Sviluppo di piattaforme Cloud per la genomica
La mia ricerca di dottorato si concentra sulla progettazione e realizzazione di infrastrutture cloud-native per la genomica computazionale ad alte prestazioni, con l’obiettivo di supportare l’esecuzione scalabile, riproducibile e sicura di pipeline bioinformatiche su grandi volumi di dati. Il lavoro affronta le principali sfide legate all’analisi genomica moderna, tra cui la gestione efficiente delle risorse computazionali, l’orchestrazione di workflow complessi e la portabilità del software, adottando tecnologie di containerizzazione, orchestrazione tramite Kubernetes e workflow management basato su Nextflow.

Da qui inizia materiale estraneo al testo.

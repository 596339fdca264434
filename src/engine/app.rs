//! The `MachineApp` trait implemented by integrators for a whole machine.

use crate::builder::StateTable;
use serde_json::Value;

/// Run-level behavior of a machine application.
///
/// The engine calls [`initialize`](MachineApp::initialize) and
/// [`build_state_table`](MachineApp::build_state_table) at the start of
/// every run, then enters the state named by
/// [`default_state_name`](MachineApp::default_state_name). The remaining
/// hooks are called on the engine thread when the matching operator command
/// takes effect, before the current state's own hook.
pub trait MachineApp: Send {
    /// Prepare devices and run variables from the run configuration.
    fn initialize(&mut self, _configuration: &Value) -> anyhow::Result<()> {
        Ok(())
    }

    /// Build the states available in this run.
    fn build_state_table(&mut self) -> anyhow::Result<StateTable>;

    /// Name of the state every run begins in.
    fn default_state_name(&self) -> &str;

    /// Called once a run ends normally, whether stopped or estopped.
    fn after_run(&mut self) -> anyhow::Result<()> {
        Ok(())
    }

    fn on_stop(&mut self) -> anyhow::Result<()> {
        Ok(())
    }

    fn on_pause(&mut self) -> anyhow::Result<()> {
        Ok(())
    }

    fn on_resume(&mut self) -> anyhow::Result<()> {
        Ok(())
    }

    /// Called after an emergency stop. The active state is not consulted;
    /// outputs should be driven to a safe level here.
    fn on_estop(&mut self) -> anyhow::Result<()> {
        Ok(())
    }
}
//! Engine error types.

use crate::builder::BuildError;
use std::fmt;
use thiserror::Error;

/// Integrator hook that can fail a run.
#[derive(Clone, Copy, Debug, PartialEq, Eq)]
pub enum Hook {
    Initialize,
    BuildStateTable,
    AfterRun,
    OnEnter,
    OnLeave,
    Update,
    OnPause,
    OnResume,
    OnStop,
    OnEstop,
}

impl fmt::Display for Hook {
    fn fmt(&self, f: &mut fmt::Formatter<'_>) -> fmt::Result {
        let name = match self {
            Self::Initialize => "initialize",
            Self::BuildStateTable => "build_state_table",
            Self::AfterRun => "after_run",
            Self::OnEnter => "on_enter",
            Self::OnLeave => "on_leave",
            Self::Update => "update",
            Self::OnPause => "on_pause",
            Self::OnResume => "on_resume",
            Self::OnStop => "on_stop",
            Self::OnEstop => "on_estop",
        };
        f.write_str(name)
    }
}

/// Errors that end (or prevent) a run.
#[derive(Debug, Error)]
pub enum EngineError {
    #[error("MachineApp is already running")]
    AlreadyRunning,

    #[error("Default state '{0}' is not in the state table")]
    UnknownDefaultState(String),

    #[error("Invalid state table: {0}")]
    Build(#[from] BuildError),

    #[error("{hook} failed in {scope}: {source}", scope = .state.as_deref().unwrap_or("MachineApp"))]
    Hook {
        /// State whose hook failed, `None` for integrator-level hooks
        state: Option<String>,
        hook: Hook,
        #[source]
        source: anyhow::Error,
    },
}

impl EngineError {
    pub(crate) fn app_hook(hook: Hook, source: anyhow::Error) -> Self {
        Self::Hook {
            state: None,
            hook,
            source,
        }
    }

    pub(crate) fn state_hook(state: &str, hook: Hook, source: anyhow::Error) -> Self {
        Self::Hook {
            state: Some(state.to_string()),
            hook,
            source,
        }
    }
}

La sicurezza e la governance dei dati genomici sono aspetti fondamentali della ricerca, in particolare nel contesto clinico. Il progetto studia l’integrazione di sistemi di autenticazione e autorizzazione centralizzati basati su OAuth2, JWT e federazione delle identità, con un controllo rigoroso dei permessi a livello di file system e workflow.
Implementazione di pipeline di analisi genomica
Un altro filone della mia ricerca riguarda la progettazione e l’implementazione di pipeline bioinformatiche per l’analisi dei dati genomici. L’obiettivo è creare pipeline modulari, riproducibili e ottimizzate per l’esecuzione in ambienti cloud ad alte prestazioni, garantendo al contempo la scalabilità su grandi cohort di campioni. L’implementazione sfrutta Nextflow per l'esecuzione di processi containerizzati (Docker e Apptainer), integrando strumenti standardizzati e open source per il controllo di qualità, l’allineamento dei reads, la chiamata di varianti e l’annotazione genomica.